1. The emergence of an intergenerational divide

During seven years of economic crisis, the intergenerational income and wealth divide has increased in many European Union countries. In the bloc as a whole, young people on average have become significantly poorer, while poverty among pensioners has been reduced (Figure 1). Unemployment among the under-25s has risen notably while older workers (aged 50-64) have been less affected (Figure 2). While this pattern has been particularly pronounced in southern Europe, it can also be observed for the European Union as a whole.

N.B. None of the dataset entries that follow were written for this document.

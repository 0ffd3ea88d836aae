// [libs/infra/ledger/src/models.rs]
use num_bigint::BigUint;

/// A named, bounded search space: `[min_dec, max_dec]` sliced into
/// `2^chunk_bits`-wide chunks.
#[derive(Debug, Clone)]
pub struct RangeSet {
    /// Row id.
    pub id: i64,
    /// Unique operator-facing name.
    pub name: String,
    /// Inclusive lower bound.
    pub min_dec: BigUint,
    /// Inclusive upper bound.
    pub max_dec: BigUint,
    /// `log2` of the chunk width.
    pub chunk_bits: u32,
    /// Next untried chunk index for the sequential picker.
    pub next_index: u64,
}

impl RangeSet {
    /// Number of `2^chunk_bits`-wide chunks spanning `[min_dec, max_dec]`.
    pub fn total_chunks(&self) -> u64 {
        total_chunks(&self.min_dec, &self.max_dec, self.chunk_bits)
    }

    /// Inclusive `[start, end]` decimal bounds of chunk `idx`.
    pub fn chunk_bounds(&self, idx: u64) -> (BigUint, BigUint) {
        chunk_bounds(&self.min_dec, &self.max_dec, self.chunk_bits, idx)
    }
}

/// `2^bits`, the width of a single chunk.
pub fn chunk_size_for_bits(bits: u32) -> BigUint {
    BigUint::from(1u32) << bits
}

/// Count of integers in `[min_dec, max_dec]`.
pub fn span_count(min_dec: &BigUint, max_dec: &BigUint) -> BigUint {
    max_dec - min_dec + BigUint::from(1u32)
}

/// Number of chunks needed to cover `[min_dec, max_dec]` at `chunk_bits`.
pub fn total_chunks(min_dec: &BigUint, max_dec: &BigUint, chunk_bits: u32) -> u64 {
    let cs = chunk_size_for_bits(chunk_bits);
    let span = span_count(min_dec, max_dec);
    let n = (&span + &cs - BigUint::from(1u32)) / &cs;
    n.try_into().expect("chunk count exceeds u64 — chunk_bits too small for this range")
}

/// Inclusive `[start, end]` decimal bounds of chunk `idx` within
/// `[min_dec, max_dec]` at `chunk_bits`.
pub fn chunk_bounds(min_dec: &BigUint, max_dec: &BigUint, chunk_bits: u32, idx: u64) -> (BigUint, BigUint) {
    let cs = chunk_size_for_bits(chunk_bits);
    let start = min_dec + &cs * BigUint::from(idx);
    let past_end = max_dec + BigUint::from(1u32);
    let candidate_end = &start + &cs;
    let end = std::cmp::min(candidate_end, past_end) - BigUint::from(1u32);
    (start, end)
}

/// Clamp `v` into `[lo, hi]`.
pub fn clamp_u64(v: i64, lo: u64, hi: u64) -> u64 {
    v.max(lo as i64).min(hi as i64) as u64
}

/// Lifecycle status of a claimed chunk.
#[derive(Debug, Clone, Copy, PartialEq, Eq)]
pub enum ChunkStatus {
    /// Claimed, no worker has reported progress yet.
    Queued,
    /// A worker subprocess is actively searching this chunk.
    Running,
    /// Exhausted without finding the target.
    Done,
    /// The worker reported a solution.
    Found,
    /// The orchestrator killed the worker or it exited abnormally.
    Aborted,
    /// Claimed but no lease activity for longer than the staleness window.
    Stalled,
}

impl ChunkStatus {
    /// Canonical lowercase name, as stored in the `status` column.
    pub fn as_str(self) -> &'static str {
        match self {
            ChunkStatus::Queued => "queued",
            ChunkStatus::Running => "running",
            ChunkStatus::Done => "done",
            ChunkStatus::Found => "found",
            ChunkStatus::Aborted => "aborted",
            ChunkStatus::Stalled => "stalled",
        }
    }
}

/// A claimed slice of a [`RangeSet`].
#[derive(Debug, Clone)]
pub struct Chunk {
    /// Row id.
    pub id: i64,
    /// Owning range-set id.
    pub rangeset_id: i64,
    /// Index within the range-set's chunk sequence.
    pub chunk_index: u64,
    /// Inclusive start of this chunk's decimal span.
    pub start_dec: BigUint,
    /// Inclusive end of this chunk's decimal span.
    pub end_dec: BigUint,
    /// Current lifecycle status, as stored (post status-mapping).
    pub status: String,
    /// When this chunk row was claimed.
    pub claimed_ts: String,
    /// Public key the worker is searching against, once known.
    pub pubkey: Option<String>,
}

In the EU as a whole, unemployment in the 15-24 age group increased by 7.8 percentage points between 2007 and 2013, peaking at 23.7 percent in 2013, while unemployment among older workers in the 50-64 age group increased somewhat less, by 2.4 percentage points to 7.8 percent in 2013. A more precise measure of forced inactivity of young people is the ‘not in employment, education or training’ (NEET) rate, which varies significantly between countries. In the countries most hit by the crisis (Cyprus, Greece, Ireland, Italy and Spain), the NEET rate increased by more than 7 percentage points between 2007 and 2013, peaking at over 20 percent in Greece and Italy (Figure 2). By contrast, the NEET rate declined in Germany in the same period, from 8.9 to 6.3 percent.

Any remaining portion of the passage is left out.